**Instructions for the task:** Using the listing below, retype exactly the lines starting at the one with "use docqa_core::normalize::normalize_ws;" and ending at the one with "let mut meta: Vec<ChunkMeta>", and include both.

**Data section:**
- Opening Delimiter -

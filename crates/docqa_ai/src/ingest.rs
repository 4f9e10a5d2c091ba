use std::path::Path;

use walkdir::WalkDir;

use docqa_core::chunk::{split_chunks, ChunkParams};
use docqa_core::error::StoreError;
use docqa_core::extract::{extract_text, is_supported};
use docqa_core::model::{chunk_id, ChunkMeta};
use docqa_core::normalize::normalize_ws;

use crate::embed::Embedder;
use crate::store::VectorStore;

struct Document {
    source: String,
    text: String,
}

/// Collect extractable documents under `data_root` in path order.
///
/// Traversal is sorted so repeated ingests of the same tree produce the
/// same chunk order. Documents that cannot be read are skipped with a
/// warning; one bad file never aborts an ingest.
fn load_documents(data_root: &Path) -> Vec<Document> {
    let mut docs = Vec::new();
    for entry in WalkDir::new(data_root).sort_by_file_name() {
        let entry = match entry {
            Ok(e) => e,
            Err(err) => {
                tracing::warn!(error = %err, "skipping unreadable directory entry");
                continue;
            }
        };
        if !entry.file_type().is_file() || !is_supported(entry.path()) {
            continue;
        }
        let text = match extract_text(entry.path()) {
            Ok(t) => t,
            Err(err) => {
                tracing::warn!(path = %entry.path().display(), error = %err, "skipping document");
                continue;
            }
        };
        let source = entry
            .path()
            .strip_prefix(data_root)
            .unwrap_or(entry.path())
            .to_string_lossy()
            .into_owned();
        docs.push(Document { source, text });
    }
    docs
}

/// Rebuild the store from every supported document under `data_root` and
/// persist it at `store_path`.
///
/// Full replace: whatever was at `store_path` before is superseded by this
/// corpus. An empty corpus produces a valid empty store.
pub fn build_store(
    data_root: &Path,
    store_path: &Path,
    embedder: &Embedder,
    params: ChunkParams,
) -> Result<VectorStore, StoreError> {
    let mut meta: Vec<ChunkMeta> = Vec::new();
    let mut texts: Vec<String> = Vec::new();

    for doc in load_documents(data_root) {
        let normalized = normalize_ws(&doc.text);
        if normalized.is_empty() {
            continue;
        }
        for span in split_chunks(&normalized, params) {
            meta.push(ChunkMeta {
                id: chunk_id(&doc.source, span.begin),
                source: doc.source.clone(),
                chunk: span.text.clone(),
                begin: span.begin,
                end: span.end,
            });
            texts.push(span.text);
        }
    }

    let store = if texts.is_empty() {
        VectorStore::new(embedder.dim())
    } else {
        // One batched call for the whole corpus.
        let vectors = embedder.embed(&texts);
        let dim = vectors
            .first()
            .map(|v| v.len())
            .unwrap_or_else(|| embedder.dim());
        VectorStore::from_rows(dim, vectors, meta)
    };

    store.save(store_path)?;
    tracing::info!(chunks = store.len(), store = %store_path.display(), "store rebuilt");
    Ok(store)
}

- Closing Delimiter -
- Opening Delimiter -

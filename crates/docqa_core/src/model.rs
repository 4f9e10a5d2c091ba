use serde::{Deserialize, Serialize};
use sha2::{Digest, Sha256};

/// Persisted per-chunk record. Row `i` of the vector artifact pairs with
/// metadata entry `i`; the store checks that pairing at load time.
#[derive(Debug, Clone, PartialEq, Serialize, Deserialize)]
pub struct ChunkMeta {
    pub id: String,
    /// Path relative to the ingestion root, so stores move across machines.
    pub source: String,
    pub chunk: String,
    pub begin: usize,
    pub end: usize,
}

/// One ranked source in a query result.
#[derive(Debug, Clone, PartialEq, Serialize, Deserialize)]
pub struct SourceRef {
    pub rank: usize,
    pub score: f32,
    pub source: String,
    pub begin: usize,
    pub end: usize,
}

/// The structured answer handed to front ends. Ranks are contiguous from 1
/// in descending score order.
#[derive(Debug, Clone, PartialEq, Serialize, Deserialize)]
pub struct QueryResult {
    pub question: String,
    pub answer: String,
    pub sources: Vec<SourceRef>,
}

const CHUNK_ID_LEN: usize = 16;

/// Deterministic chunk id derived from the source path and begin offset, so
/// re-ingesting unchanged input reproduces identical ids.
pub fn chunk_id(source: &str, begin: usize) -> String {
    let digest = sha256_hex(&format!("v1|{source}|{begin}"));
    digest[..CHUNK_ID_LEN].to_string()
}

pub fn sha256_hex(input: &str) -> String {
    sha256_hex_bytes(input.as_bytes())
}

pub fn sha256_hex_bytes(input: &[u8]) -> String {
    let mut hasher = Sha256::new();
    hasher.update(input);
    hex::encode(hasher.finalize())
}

- Closing Delimiter -

**Solution for this problem:**
use docqa_core::normalize::normalize_ws;

use crate::embed::Embedder;
use crate::store::VectorStore;

struct Document {
    source: String,
    text: String,
}

/// Collect extractable documents under `data_root` in path order.
///
/// Traversal is sorted so repeated ingests of the same tree produce the
/// same chunk order. Documents that cannot be read are skipped with a
/// warning; one bad file never aborts an ingest.
fn load_documents(data_root: &Path) -> Vec<Document> {
    let mut docs = Vec::new();
    for entry in WalkDir::new(data_root).sort_by_file_name() {
        let entry = match entry {
            Ok(e) => e,
            Err(err) => {
                tracing::warn!(error = %err, "skipping unreadable directory entry");
                continue;
            }
        };
        if !entry.file_type().is_file() || !is_supported(entry.path()) {
            continue;
        }
        let text = match extract_text(entry.path()) {
            Ok(t) => t,
            Err(err) => {
                tracing::warn!(path = %entry.path().display(), error = %err, "skipping document");
                continue;
            }
        };
        let source = entry
            .path()
            .strip_prefix(data_root)
            .unwrap_or(entry.path())
            .to_string_lossy()
            .into_owned();
        docs.push(Document { source, text });
    }
    docs
}

/// Rebuild the store from every supported document under `data_root` and
/// persist it at `store_path`.
///
/// Full replace: whatever was at `store_path` before is superseded by this
/// corpus. An empty corpus produces a valid empty store.
pub fn build_store(
    data_root: &Path,
    store_path: &Path,
    embedder: &Embedder,
    params: ChunkParams,
) -> Result<VectorStore, StoreError> {
    let mut meta: Vec<ChunkMeta> = Vec::new();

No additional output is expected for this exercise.